Anything around the Mediterranean Basin catches my interest - though Mesopotamia itself is so mysterious and enticing - Sumerians and Akkadians, savage hill tribes surrounding - the majesty of Babylon, and those amazing Ziggurats...


----------



## Jayaprakash Satyamurthy (Aug 4, 2004)

As I understand (and feel free to strike me down with arrogant mockery if I err) some of the earliest civilized settlements on record are in this region. I've always thought that West Asia was a sort of seed-bed for much later culture and civilisation. My current spot of historical interest goes further east, though, I'm very fascinated with China right now.


----------



## littlemissattitude (Aug 4, 2004)

I don't know.  I've always been much more interested in Egypt than in Mesopotamia and that area.  Call it fallout from seeing the original "The Mummy" when I was five years old.  Except that Mesopotamia is, as knivesout mentions, probably (but, then again, I'm not up on the latest scholarship right now) the place where settlements first turned into cities, and that sort of thing - beginnings - have always fascinated me.


----------



## Brian G Turner (Aug 4, 2004)

The Near East is indeed the seed of civilisation as we know it - places such as Gobekli Tepe and Catal Hyuk in turkey, plus Jericho in Palestine - all dating to around 10,000, 8,000, and 7,000 BC respectively. The first human cities.

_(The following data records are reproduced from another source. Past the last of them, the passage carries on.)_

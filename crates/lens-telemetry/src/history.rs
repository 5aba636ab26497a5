use chrono::{DateTime, Utc};
use serde::Serialize;
use std::collections::VecDeque;

pub const TPS_HISTORY_CAPACITY: usize = 30;

#[derive(Debug, Clone, Copy, PartialEq, Serialize)]
pub struct TpsSample {
    pub time: DateTime<Utc>,
    pub value: f64,
}

/// Bounded tokens/second history for sparkline charting; arrival order is
/// preserved and the oldest samples fall off first.
#[derive(Debug, Clone)]
pub struct TpsHistory {
    samples: VecDeque<TpsSample>,
    capacity: usize,
}

impl Default for TpsHistory {
    fn default() -> Self {
        Self::new()
    }
}

impl TpsHistory {
    pub fn new() -> Self {
        Self::with_capacity(TPS_HISTORY_CAPACITY)
    }

    pub fn with_capacity(capacity: usize) -> Self {
        Self {
            samples: VecDeque::with_capacity(capacity),
            capacity,
        }
    }

    pub fn push(&mut self, time: DateTime<Utc>, value: f64) {
        if self.samples.len() == self.capacity {
            self.samples.pop_front();
        }
        self.samples.push_back(TpsSample { time, value });
    }

    pub fn len(&self) -> usize {
        self.samples.len()
    }

    pub fn is_empty(&self) -> bool {
        self.samples.is_empty()
    }

    pub fn latest(&self) -> Option<&TpsSample> {
        self.samples.back()
    }

    pub fn iter(&self) -> impl Iterator<Item = &TpsSample> {
        self.samples.iter()
    }

    pub fn to_vec(&self) -> Vec<TpsSample> {
        self.samples.iter().copied().collect()
    }
}

#[cfg(test)]
mod tests {
    use super::*;
    use chrono::TimeZone;

    fn at(seconds: i64) -> DateTime<Utc> {
        Utc.timestamp_opt(seconds, 0).unwrap()
    }

    #[test]
    fn keeps_only_the_most_recent_thirty() {
        let mut history = TpsHistory::new();
        for i in 0..35 {
            history.push(at(i), i as f64);
        }
        assert_eq!(history.len(), TPS_HISTORY_CAPACITY);
        let values: Vec<f64> = history.iter().map(|s| s.value).collect();
        assert_eq!(values.first(), Some(&5.0));
        assert_eq!(values.last(), Some(&34.0));
        // Still in arrival order.
        assert!(values.windows(2).all(|w| w[0] < w[1]));
    }

    #[test]
    fn latest_points_at_the_newest_sample() {
        let mut history = TpsHistory::new();
        assert!(history.latest().is_none());
        history.push(at(1), 10.0);
        history.push(at(2), 20.0);
        assert_eq!(history.latest().map(|s| s.value), Some(20.0));
    }
}
use std::collections::HashSet;

use serde::{Deserialize, Serialize};
use serde_json::Value;

use scout_config::Ranking;
use scout_domain::{ProfileView, RankingStrategy, SearchRequest};
use scout_engine::{RawHit, RawHits};

#[derive(Debug, Clone, PartialEq, Serialize, Deserialize)]
#[serde(rename_all = "camelCase")]
pub struct SearchResult {
	pub user_id: String,
	pub score: f64,
	pub profile: ProfileView,
	#[serde(default, skip_serializing_if = "Option::is_none")]
	pub score_breakdown: Option<ScoreBreakdown>,
}

/// Component scores of a hit. `None` means the engine did not report that component.
#[derive(Debug, Clone, Default, PartialEq, Serialize, Deserialize)]
pub struct ScoreBreakdown {
	pub semantic: Option<f64>,
	pub keyword: Option<f64>,
}
impl ScoreBreakdown {
	fn is_complete(&self) -> bool {
		self.semantic.is_some() && self.keyword.is_some()
	}
}

/// Maps engine hits to results: dedupes by user, optionally blends hybrid component scores,
/// and caps the list at the request limit.
pub fn rank(hits: RawHits, request: &SearchRequest, cfg: &Ranking) -> Vec<SearchResult> {
	let mut seen = HashSet::new();
	let mut results = Vec::with_capacity(hits.hits.len());

	for hit in hits.hits {
		let profile = ProfileView::from_fields(&hit.fields);
		let Some(user_id) = profile.user_id.clone().or_else(|| user_id_from_document_id(&hit))
		else {
			tracing::warn!(id = ?hit.id, "Dropping engine hit without a user id.");

			continue;
		};

		if !seen.insert(user_id.clone()) {
			continue;
		}

		let score_breakdown = request.include_score_breakdown.then(|| ScoreBreakdown {
			semantic: feature(&hit, &cfg.semantic_feature),
			keyword: feature(&hit, &cfg.keyword_feature),
		});

		results.push(SearchResult { user_id, score: hit.relevance, profile, score_breakdown });
	}

	// Blending mixes score scales, so it applies only when every hit carries both components.
	let blend = request.strategy == RankingStrategy::Hybrid
		&& !results.is_empty()
		&& results.iter().all(|result| {
			result.score_breakdown.as_ref().is_some_and(ScoreBreakdown::is_complete)
		});

	if blend {
		for result in &mut results {
			if let Some(ScoreBreakdown { semantic: Some(semantic), keyword: Some(keyword) }) =
				result.score_breakdown
			{
				result.score = blended_score(semantic, keyword, cfg);
			}
		}

		results.sort_by(|a, b| b.score.total_cmp(&a.score));
	}

	results.truncate(request.limit as usize);

	results
}

pub fn blended_score(semantic: f64, keyword: f64, cfg: &Ranking) -> f64 {
	f64::from(cfg.semantic_weight) * semantic + f64::from(cfg.keyword_weight) * keyword
}

fn feature(hit: &RawHit, name: &str) -> Option<f64> {
	hit.match_features.get(name).and_then(Value::as_f64)
}

fn user_id_from_document_id(hit: &RawHit) -> Option<String> {
	let (_, user_id) = hit.id.as_deref()?.rsplit_once("::")?;

	(!user_id.is_empty()).then(|| user_id.to_string())
}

 Mesopotamia is where the city didn't simply appear and disappear as like the historical precedents - but instead remained and flourished, around 4,000 to 3,000 BC. The line of Ziggurat city-states along the Tigris and Euphrates was of course the birth of modern "civilisation" as we know it. I simply hope that Iraq is more settled by the time I get around to visiting the archaeology of the place.


----------



## Esioul (Aug 4, 2004)

Don't mention Catal Hoyuk to me.... that reminds me of that Hodder article.

I'm obsessed with the Near East, I've been begging my teachers all year to let us study it for a case study. I'm most keen on Mesopotamia I think, although I'm also interested in the beginning of agriculture. Thre's a book about that called 'Seed to Civilisation' by Charles B Heiser, quite an enjoyable read. We did Tell Abu Hureya and Catal Hoyuk. I've been to Jericho, but all I remember was a busy cafe (called Temptation Cafe) and that a cable car was going to be built up the side of the mountain, called 'Temptation Cablecar'. 

Did anyone see that progamme when Dan Cruickshank went to Iraq?


----------